* _Excerpted data_:
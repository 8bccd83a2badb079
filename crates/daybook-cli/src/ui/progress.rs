//! Progress reporting backed by `indicatif`.

use std::time::Duration;

use indicatif::{ProgressBar as Bar, ProgressStyle};

use super::context::UiContext;

/// Progress bar that only draws when the terminal allows animation.
pub struct ProgressBar {
    bar: Option<Bar>,
}

impl ProgressBar {
    pub fn new(ctx: &UiContext, total: u64, message: &str) -> Self {
        if !ctx.allows_animation() {
            return Self { bar: None };
        }
        let bar = Bar::new(total);
        let chars = if ctx.unicode { "\u{2588}\u{258C} " } else { "=> " };
        if let Ok(style) = ProgressStyle::with_template("{msg} [{bar:30}] {pos}/{len}") {
            bar.set_style(style.progress_chars(chars));
        }
        bar.set_message(message.to_string());
        bar.enable_steady_tick(Duration::from_millis(120));
        Self { bar: Some(bar) }
    }

    pub fn inc(&self, amount: u64) {
        if let Some(bar) = &self.bar {
            bar.inc(amount);
        }
    }

    pub fn finish(&self) {
        if let Some(bar) = &self.bar {
            bar.finish_and_clear();
        }
    }
}

#[cfg(test)]
mod tests {
    use super::*;
    use crate::ui::mode::OutputMode;

    #[test]
    fn test_hidden_without_tty() {
        let ctx = UiContext {
            is_tty: false,
            color: false,
            unicode: false,
            mode: OutputMode::Plain,
        };
        let bar = ProgressBar::new(&ctx, 10, "checking");
        assert!(bar.bar.is_none());
        bar.inc(1);
        bar.finish();
    }
}
//! Passphrase handling and journal opening with retry logic.

use std::io::IsTerminal;
use std::path::Path;

use daybook_core::{DaybookError, Journal};

use crate::constants::MAX_PASSPHRASE_ATTEMPTS;
use crate::errors::CliError;
use crate::helpers::{passphrase_from_env, prompt_passphrase};

use super::resolver::missing_journal;

/// Open the journal and verify the passphrase against its first entry.
///
/// `Journal::open` accepts any password, so every successful open is followed
/// by `test_password`; a journal that fails it is dropped unsaved.
pub fn open_journal_with_retry(path: &Path, no_input: bool) -> anyhow::Result<Journal> {
    if !path.exists() {
        return Err(missing_journal(path).into());
    }

    if let Some(passphrase) = passphrase_from_env() {
        let journal = open_verified(path, &passphrase)?;
        return journal.ok_or_else(|| {
            CliError::auth_failed_with_hint(
                "Incorrect passphrase.",
                "Check the value of DAYBOOK_PASSPHRASE.",
            )
            .into()
        });
    }

    let interactive = std::io::stdin().is_terminal() && !no_input;
    let max_attempts = if interactive { MAX_PASSPHRASE_ATTEMPTS } else { 1 };
    let mut attempts: u32 = 0;

    loop {
        attempts += 1;
        let passphrase = prompt_passphrase(interactive)?;
        if let Some(journal) = open_verified(path, &passphrase)? {
            return Ok(journal);
        }

        let remaining = max_attempts.saturating_sub(attempts);
        tracing::info!(attempts, remaining, "passphrase rejected");
        if remaining == 0 {
            return Err(CliError::auth_failed_with_hint(
                "Too many failed passphrase attempts.",
                "If you forgot your passphrase, the journal cannot be recovered. Backups use the same passphrase.",
            )
            .into());
        }
        eprintln!(
            "Incorrect passphrase. {} attempt{} remaining.",
            remaining,
            if remaining == 1 { "" } else { "s" }
        );
    }
}

/// Open and test the password. `Ok(None)` means the password was wrong.
///
/// A failed `test_password` only proves the earliest entry is unreadable, so
/// the remaining entries are tried before the password is rejected.
fn open_verified(path: &Path, passphrase: &str) -> anyhow::Result<Option<Journal>> {
    let journal = match Journal::open(path, passphrase) {
        Ok(journal) => journal,
        Err(DaybookError::JournalNotFound(_)) => return Err(missing_journal(path).into()),
        Err(err) => return Err(err.into()),
    };
    tracing::debug!(path = %path.display(), entries = journal.len(), "journal opened");

    if journal.test_password() {
        return Ok(Some(journal));
    }

    let verified_by = journal
        .entry_dates()
        .skip(1)
        .find(|date| journal.get_entry(*date).is_ok());
    match verified_by {
        Some(date) => {
            tracing::warn!(
                verified_by = %date,
                "earliest entry does not decrypt; run `daybook check`"
            );
            Ok(Some(journal))
        }
        None => Ok(None),
    }
}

* _Exercise requirements_: Every line of the material above that includes the string "only" is required.

* _Answer to this problem_:
/// Progress bar that only draws when the terminal allows animation.
/// A failed `test_password` only proves the earliest entry is unreadable, so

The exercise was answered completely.